Rumsey adds that some people might not like the taste of tinned fish as much as that of fresh fish. Indeed, I’ve noticed that certain types of tinned fish taste a little too fishy. Not all do, though, so it’s a matter of trial and error, and maybe playing with acidity, like citrus and vinegar, to tone down the fishiness.

When buying tinned fish, Rumsey recommends choosing one you actually like and to keep in mind that fish packed in oil will likely retain more omega-3s than those in water. That said, the oil may have more calories, Sheth notes. It all depends on your goals.

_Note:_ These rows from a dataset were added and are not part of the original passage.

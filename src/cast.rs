//! Casting tensors between types and devices

use candle_core::{DType, Device};
use tracing::trace;

use crate::error::{Error, Result};
use crate::tensor::{AnyTensor, SparseTensor, StorageKind, TensorLike, TensorType};

/// Convert `tensor` to `target`.
///
/// A tensor that already has the target type is returned as is. Density
/// cannot change: casting sparse to dense (or back) is an error.
pub fn cast(tensor: &AnyTensor, target: TensorType) -> Result<AnyTensor> {
    let current = tensor.tensor_type();
    if current == target {
        return Ok(tensor.clone());
    }

    trace!("Casting tensor from {} to {}", current, target);
    match (tensor, target.sparse) {
        (AnyTensor::Sparse(_), false) => Err(Error::density_mismatch(
            "cannot cast sparse tensor to dense tensor",
        )),
        (AnyTensor::Dense(_), true) => Err(Error::density_mismatch(
            "cannot cast dense tensor to sparse tensor",
        )),
        (AnyTensor::Dense(t), false) => {
            let device = target.storage.device()?;
            Ok(AnyTensor::Dense(t.to_dtype(target.dtype)?.to_device(&device)?))
        }
        (AnyTensor::Sparse(t), true) => {
            let device = target.storage.device()?;
            let values = t.values().to_dtype(target.dtype)?.to_device(&device)?;
            let indices = t.indices().to_dtype(DType::I64)?.to_device(&device)?;
            Ok(AnyTensor::Sparse(SparseTensor::new(indices, values, t.shape().clone())?))
        }
    }
}

/// Convert only the element kind, keeping storage and density
pub fn cast_dtype(tensor: &AnyTensor, dtype: DType) -> Result<AnyTensor> {
    let target = TensorType {
        dtype,
        ..tensor.tensor_type()
    };
    cast(tensor, target)
}

/// Move `tensor` to `device`, or return it unchanged if it is already there
pub fn to_device(tensor: &AnyTensor, device: &Device) -> Result<AnyTensor> {
    if StorageKind::of(tensor.device()) == StorageKind::of(device) {
        return Ok(tensor.clone());
    }

    let moved = match tensor {
        AnyTensor::Dense(t) => AnyTensor::Dense(t.to_device(device)?),
        AnyTensor::Sparse(t) => AnyTensor::Sparse(SparseTensor::new(
            t.indices().to_device(device)?,
            t.values().to_device(device)?,
            t.shape().clone(),
        )?),
    };
    Ok(moved)
}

“Tinned and canned fish have a much longer shelf life than fresh and can be a great substitute for fresh fish,” Rumsey says. “It's easy to have them on hand for a quick pantry-dinner or when you don't feel like cooking” — which honestly, might be the case for a lot of us right now. I’ve seen tinned fish tossed into salad and pasta, but my personal fav is anchovies on buttered crostini.

If you’re finding it hard to muster the energy to cook a seafood meal, but want to treat yourself to something a little fancier than Chicken of the Sea and mayo, tinned fish is a happy medium: it tastes good, it’s good for you, and it still looks like you tried.